Chapter 4, “What if the Cure is Worse than the Disease?: How We Treat Children in the Age of Obesity,” is a detailed description of weight-loss surgical intervention procedures and the medical knowledge, and lack thereof, behind them. Herndon describes the many varieties, and complications, of such surgeries. The connection between weight-loss surgery and gender is unsurprising; the very limited understanding about interactions between weight-loss surgery and pregnancy is outrageous. Herndon goes on to discuss the issues of consent, aesthetics, and, in “Outcomes,” leaves the reader with the chilling note that the age at which adolescents receive weight-loss surgery is becoming lower.

Fat Blame culminates with “A Cramped Room,” a collection of short conclusions, ending with “The Final Word.” In this summary and socio-political assessment, Herndon underscores the danger of victim-blaming, and closes where she began, by acknowledging that the United States might indeed be in the middle of an obesity epidemic. But the “obesity epidemic” was created, named, and sustained by discrimination against women and children, and the weapons that are used against it are the weapons that make every one of us a target.
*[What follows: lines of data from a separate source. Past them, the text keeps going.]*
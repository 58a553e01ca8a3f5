// Bookmark storage module
// Persists the saved learning-content list as one JSON blob in SQLite,
// keyed under a fixed name.

use anyhow::{Context, Result};
use chrono::Utc;
use rusqlite::Connection;
use std::fs;
use std::path::Path;
use uuid::Uuid;

use crate::models::LearningContent;

const BOOKMARKS_KEY: &str = "savedSummaries";

/// Key/value store holding the bookmark list.
pub struct BookmarkStore {
    conn: Connection,
}

impl BookmarkStore {
    /// Open (and initialize) the store at the given path.
    pub fn open(path: &Path) -> Result<Self> {
        if let Some(parent) = path.parent() {
            if !parent.exists() {
                fs::create_dir_all(parent)
                    .with_context(|| format!("failed to create {}", parent.display()))?;
            }
        }

        let conn = Connection::open(path)
            .with_context(|| format!("failed to open database at {}", path.display()))?;
        let store = Self { conn };
        store.initialize()?;
        Ok(store)
    }

    /// In-memory store, used by tests.
    pub fn open_in_memory() -> Result<Self> {
        let conn = Connection::open_in_memory()?;
        let store = Self { conn };
        store.initialize()?;
        Ok(store)
    }

    fn initialize(&self) -> Result<()> {
        self.conn.execute(
            "CREATE TABLE IF NOT EXISTS bookmarks (
                key TEXT PRIMARY KEY,
                value TEXT NOT NULL,
                updated_at TEXT NOT NULL
            )",
            [],
        )?;
        Ok(())
    }

    /// Load the saved bookmark list.
    ///
    /// A missing row or an undecodable blob degrades to an empty list; the
    /// store never fails a read over stale content.
    pub fn load(&self) -> Result<Vec<LearningContent>> {
        let mut stmt = self
            .conn
            .prepare("SELECT value FROM bookmarks WHERE key = ?")?;
        let mut rows = stmt.query(rusqlite::params![BOOKMARKS_KEY])?;

        let Some(row) = rows.next()? else {
            return Ok(Vec::new());
        };
        let blob: String = row.get(0)?;

        match serde_json::from_str(&blob) {
            Ok(items) => Ok(items),
            Err(err) => {
                log::warn!("discarding undecodable bookmark blob: {}", err);
                Ok(Vec::new())
            }
        }
    }

    /// Replace the stored list with the given one.
    pub fn save(&self, items: &[LearningContent]) -> Result<()> {
        let blob = serde_json::to_string(items).context("failed to serialize bookmarks")?;
        let now = Utc::now().to_rfc3339();

        self.conn.execute(
            "INSERT OR REPLACE INTO bookmarks (key, value, updated_at) VALUES (?, ?, ?)",
            rusqlite::params![BOOKMARKS_KEY, blob, now],
        )?;
        Ok(())
    }

    /// Append one item to the stored list.
    pub fn append(&self, item: LearningContent) -> Result<()> {
        let mut items = self.load()?;
        items.push(item);
        self.save(&items)
    }

    /// Remove the bookmark with the given id. Returns whether one was removed.
    pub fn remove(&self, id: Uuid) -> Result<bool> {
        let mut items = self.load()?;
        let before = items.len();
        items.retain(|item| item.id != id);

        if items.len() == before {
            return Ok(false);
        }
        self.save(&items)?;
        Ok(true)
    }

    /// Delete all bookmarks (stores an empty list).
    pub fn clear(&self) -> Result<()> {
        self.save(&[])
    }

    /// Byte length of the serialized bookmark list, as shown on the
    /// settings screen.
    pub fn cache_size_bytes(&self) -> Result<usize> {
        let items = self.load()?;
        Ok(serde_json::to_vec(&items)?.len())
    }
}

#[cfg(test)]
mod tests {
    use super::*;
    use crate::services::parser;

    fn sample() -> LearningContent {
        parser::parse(
            "[SUMMARY]\nTopic is X.\n[QUIZ]\n1. What is X?\nCorrect Answer: A\nWrong Answers: B | C\n\n[PREDICTED]\n1. How does X work?\n",
        )
    }

    #[test]
    fn test_load_empty_store() {
        let store = BookmarkStore::open_in_memory().unwrap();

        assert!(store.load().unwrap().is_empty());
    }

    #[test]
    fn test_append_and_load_roundtrip() {
        let store = BookmarkStore::open_in_memory().unwrap();
        let item = sample();
        let id = item.id;
        store.append(item).unwrap();

        let loaded = store.load().unwrap();
        assert_eq!(loaded.len(), 1);
        assert_eq!(loaded[0].id, id);
        assert_eq!(loaded[0].summary, "Topic is X.");
        assert_eq!(loaded[0].quiz_questions.len(), 1);
    }

    #[test]
    fn test_remove_by_id() {
        let store = BookmarkStore::open_in_memory().unwrap();
        let first = sample();
        let second = sample();
        let first_id = first.id;
        store.append(first).unwrap();
        store.append(second).unwrap();

        assert!(store.remove(first_id).unwrap());
        assert!(!store.remove(first_id).unwrap());

        let loaded = store.load().unwrap();
        assert_eq!(loaded.len(), 1);
        assert_ne!(loaded[0].id, first_id);
    }

    #[test]
    fn test_clear() {
        let store = BookmarkStore::open_in_memory().unwrap();
        store.append(sample()).unwrap();
        store.clear().unwrap();

        assert!(store.load().unwrap().is_empty());
    }

    #[test]
    fn test_cache_size_tracks_content() {
        let store = BookmarkStore::open_in_memory().unwrap();
        let empty_size = store.cache_size_bytes().unwrap();
        store.append(sample()).unwrap();

        assert!(store.cache_size_bytes().unwrap() > empty_size);
    }

    #[test]
    fn test_undecodable_blob_degrades_to_empty() {
        let store = BookmarkStore::open_in_memory().unwrap();
        store
            .conn
            .execute(
                "INSERT INTO bookmarks (key, value, updated_at) VALUES (?, ?, ?)",
                rusqlite::params![BOOKMARKS_KEY, "not json", "now"],
            )
            .unwrap();

        assert!(store.load().unwrap().is_empty());
    }
}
In engaging so many interdisciplinary topics, some important work is bound to be omitted. Disability historians will find the coverage of eugenics accurate enough but superficial, based on secondary material. Scholars of disability studies will wonder why Tobin Siebers’s comments on the Smile Train, a charity that offers its services to children with cleft palate, are absent, especially in Herndon’s discussion of Operation Smile (pp. 135-136). Siebers’s comments on the Smile Train specifically, and his work on disability and aesthetics in general, underscore and extend Herndon’s arguments.[1] Less startling in its absence is Alice Domurat Dreger’s One of Us: Conjoined Twins and the Future of Normal, which also echoes Herndon’s views. Herndon does include reference to a later essay from Dreger, which highlights the absence of One of Us.[2]

Fat Blame is a refreshing contribution to scholarship about the constructions of body image and their social ramifications. Despite the disheartening portrait it paints of how human beings have come to treat each other, the reading is easy and compelling, reminiscent of any of Susan Douglas’s most sparkling work. Fat Blame is an excellent choice for many purposes, from leisure reading to using in any level of university study, and its low price is a nice bonus. Herndon is a superb speaker, with witty, disquieting reflections about her own amazing life. Appropriately, she keeps her personal life nearly invisible in this work, but one hopes that an autobiography—an embodied account of these scholarly arguments—will follow this work … and soon.


[1]. Tobin Siebers, Disability Aesthetics (Ann Arbor: University of Michigan Press, 2010).

[2]. Alice Domurat Dreger, One of Us: Conjoined Twins and the Future of Normal (Cambridge, MA: Harvard University Press, 1995).